Wer kann, wandert aus

Alles konzentriert sich auf die Hauptstadt Port-au-Prince. Nicht nur hochqualifizierte Leute wandern

aus, sobald sich ihnen eine Möglichkeit dazu eröffnet. In einem Bewässerungsprojekt im Norden des

Landes wurde ein Komitee von 15 Leuten ausgebildet – mit dem Ziel, dass dieses Irrigationssystem

nach dem Projekt von den Bauern und Bäuerinnen autonom geführt wird. Nach einem Jahr sind vier

der fünfzehn Bauern nach Brasilien ausgewandert.

Bildung – sei es schulische Bildung oder Weiterbildungen und Wissensaneignungen im Rahmen von

Projekten – sind die Grundlage für die Entwicklung eines Landes. Der Zugang zu Bildung gilt in der

Schweiz als selbstverständlich. Auch in Haiti hat Bildung einen hohen Stellenwert, in allen Schichten

der Bevölkerung. Wer kann, schickt die Kinder in die Schule – aber nicht jeder kann es sich leisten,

und nur zehn Prozent der Schulen sind öffentlich geführt. Zudem ist die Qualität der Bildung nicht

garantiert.

Partizipation ist entscheidend für Projekterfolg

Landwirtschaft ist einer der wichtigsten Wirtschaftszweige in Haiti, die Mehrheit der Bevölkerung lebt

davon. Die hohe Subventionierung der Landwirtschaft in der Schweiz ist unantastbar – ein Bauer in

Haiti muss sich mit Wenigem über Wasser halten. Vom Staat kann er keine Hilfe erwarten. Da auch

sonst in ländlichen Gebieten keine Infrastruktur existiert – weder Strom noch Wasseranschluss – ist

Holz eine wichtige Energiequelle und der Hauptgrund für die fast komplette Abholzung im Land. In

Caritas-Projekten lernen Bauern unter anderem bessere Anbaumethoden und setzen sich gemeinsam

gegen die Abholzung und die daraus resultierende Erosion der Böden ein.

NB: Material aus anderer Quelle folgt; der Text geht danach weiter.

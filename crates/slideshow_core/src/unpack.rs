//! crates/slideshow_core/src/unpack.rs
//!
//! Resets the download directory, extracts the downloaded archive and flattens
//! the result into a single directory of files.

use crate::error::{SlideshowError, SlideshowResult};
use std::fs::{self, File};
use std::io;
use std::path::{Path, PathBuf};
use tokio_util::sync::CancellationToken;
use tracing::{debug, info, warn};
use walkdir::WalkDir;
use zip::ZipArchive;

/// Finder metadata that archives from macOS clients carry around.
pub const METADATA_ARTIFACT: &str = ".DS_Store";

/// Runs blocking file-system work off the async executor.
pub(crate) async fn run_blocking<T, F>(work: F) -> SlideshowResult<T>
where
    F: FnOnce() -> SlideshowResult<T> + Send + 'static,
    T: Send + 'static,
{
    tokio::task::spawn_blocking(work)
        .await
        .map_err(|e| SlideshowError::Io(io::Error::other(e)))?
}

pub(crate) fn ensure_active(cancel: &CancellationToken) -> SlideshowResult<()> {
    if cancel.is_cancelled() {
        Err(SlideshowError::Cancelled)
    } else {
        Ok(())
    }
}

//=========================================================================================
// Directory Reset
//=========================================================================================

/// Deletes every file and subdirectory under `path`, keeping `path` itself.
pub async fn clean_directory(path: &Path, cancel: &CancellationToken) -> SlideshowResult<()> {
    if !path.exists() {
        warn!(path = %path.display(), "Directory does not exist, nothing to clean");
        return Ok(());
    }

    info!(path = %path.display(), "Cleaning directory");
    let root = path.to_path_buf();
    let cancel = cancel.clone();
    run_blocking(move || {
        for entry in fs::read_dir(&root)? {
            ensure_active(&cancel)?;
            let entry = entry?;
            if entry.file_type()?.is_dir() {
                fs::remove_dir_all(entry.path())?;
            } else {
                fs::remove_file(entry.path())?;
            }
        }
        info!(path = %root.display(), "Directory cleaned");
        Ok(())
    })
    .await
}

//=========================================================================================
// Unpacking
//=========================================================================================

/// Extracts `archive` into `target`, deletes the archive and flattens `target`.
///
/// A missing archive is a logged no-op. Files moved before a failure stay moved.
pub async fn unpack(archive: &Path, target: &Path, cancel: &CancellationToken) -> SlideshowResult<()> {
    if !archive.exists() {
        warn!(archive = %archive.display(), "Archive does not exist, nothing to unpack");
        return Ok(());
    }

    info!(archive = %archive.display(), "Processing archive");
    let archive = archive.to_path_buf();
    let target = target.to_path_buf();
    let cancel = cancel.clone();
    run_blocking(move || {
        extract_archive(&archive, &target, &cancel)?;
        fs::remove_file(&archive)?;
        let moved = flatten_directory(&target, &cancel)?;
        remove_subdirectories(&target)?;
        info!(moved, "Finished processing archive");
        Ok(())
    })
    .await
}

fn archive_error(err: zip::result::ZipError) -> SlideshowError {
    SlideshowError::Io(io::Error::new(io::ErrorKind::InvalidData, err))
}

fn extract_archive(archive: &Path, target: &Path, cancel: &CancellationToken) -> SlideshowResult<()> {
    let mut zip = ZipArchive::new(File::open(archive)?).map_err(archive_error)?;

    for index in 0..zip.len() {
        ensure_active(cancel)?;
        let mut entry = zip.by_index(index).map_err(archive_error)?;
        let Some(relative) = entry.enclosed_name() else {
            warn!(name = entry.name(), "Skipping archive entry with an unsafe path");
            continue;
        };
        let out_path = target.join(relative);

        if entry.is_dir() {
            fs::create_dir_all(&out_path)?;
            continue;
        }
        if let Some(parent) = out_path.parent() {
            fs::create_dir_all(parent)?;
        }
        let mut out = File::create(&out_path)?;
        io::copy(&mut entry, &mut out)?;
    }

    debug!(entries = zip.len(), "Extracted archive");
    Ok(())
}

//=========================================================================================
// Flattening
//=========================================================================================

fn is_metadata_artifact(path: &Path) -> bool {
    path.file_name()
        .and_then(|n| n.to_str())
        .is_some_and(|n| n.eq_ignore_ascii_case(METADATA_ARTIFACT))
}

/// First free path for `file_name` in `root`: `name.ext`, then `name_1.ext`, `name_2.ext`, ...
fn unique_destination(root: &Path, file_name: &str) -> PathBuf {
    let candidate = root.join(file_name);
    if !candidate.exists() {
        return candidate;
    }

    let path = Path::new(file_name);
    let stem = path
        .file_stem()
        .map(|s| s.to_string_lossy().into_owned())
        .unwrap_or_default();
    let extension = path
        .extension()
        .map(|e| format!(".{}", e.to_string_lossy()))
        .unwrap_or_default();

    (1..)
        .map(|counter| root.join(format!("{}_{}{}", stem, counter, extension)))
        .find(|candidate| !candidate.exists())
        .unwrap_or(candidate)
}

/// Moves every nested file up into `root`, never overwriting. Returns the number moved.
pub fn flatten_directory(root: &Path, cancel: &CancellationToken) -> SlideshowResult<usize> {
    let nested = WalkDir::new(root)
        .min_depth(2)
        .sort_by_file_name()
        .into_iter()
        .collect::<Result<Vec<_>, _>>()
        .map_err(io::Error::from)?;

    let mut moved = 0;
    for entry in nested.iter().filter(|e| e.file_type().is_file()) {
        ensure_active(cancel)?;
        if is_metadata_artifact(entry.path()) {
            continue;
        }

        let file_name = entry.file_name().to_string_lossy();
        let destination = unique_destination(root, &file_name);
        debug!(from = %entry.path().display(), to = %destination.display(), "Moving file");
        fs::rename(entry.path(), &destination)?;
        moved += 1;
    }
    Ok(moved)
}

fn remove_subdirectories(root: &Path) -> io::Result<()> {
    for entry in fs::read_dir(root)? {
        let entry = entry?;
        if entry.file_type()?.is_dir() {
            fs::remove_dir_all(entry.path())?;
        }
    }
    Ok(())
}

Die Stärkung der lokalen Kapazitäten, die Bildung der Kinder und damit die Zukunft des Landes sind

Hauptanliegen der Caritas in Haiti. Ein wichtiger Aspekt zur Erreichung der angepeilten Resultate ist

es, dass die Bevölkerung von Anfang an mit eingebunden wird, vom Projekt überzeugt ist und mit-

macht. Ohne Partizipation kann keine nachhaltige Wirkung erreicht werden.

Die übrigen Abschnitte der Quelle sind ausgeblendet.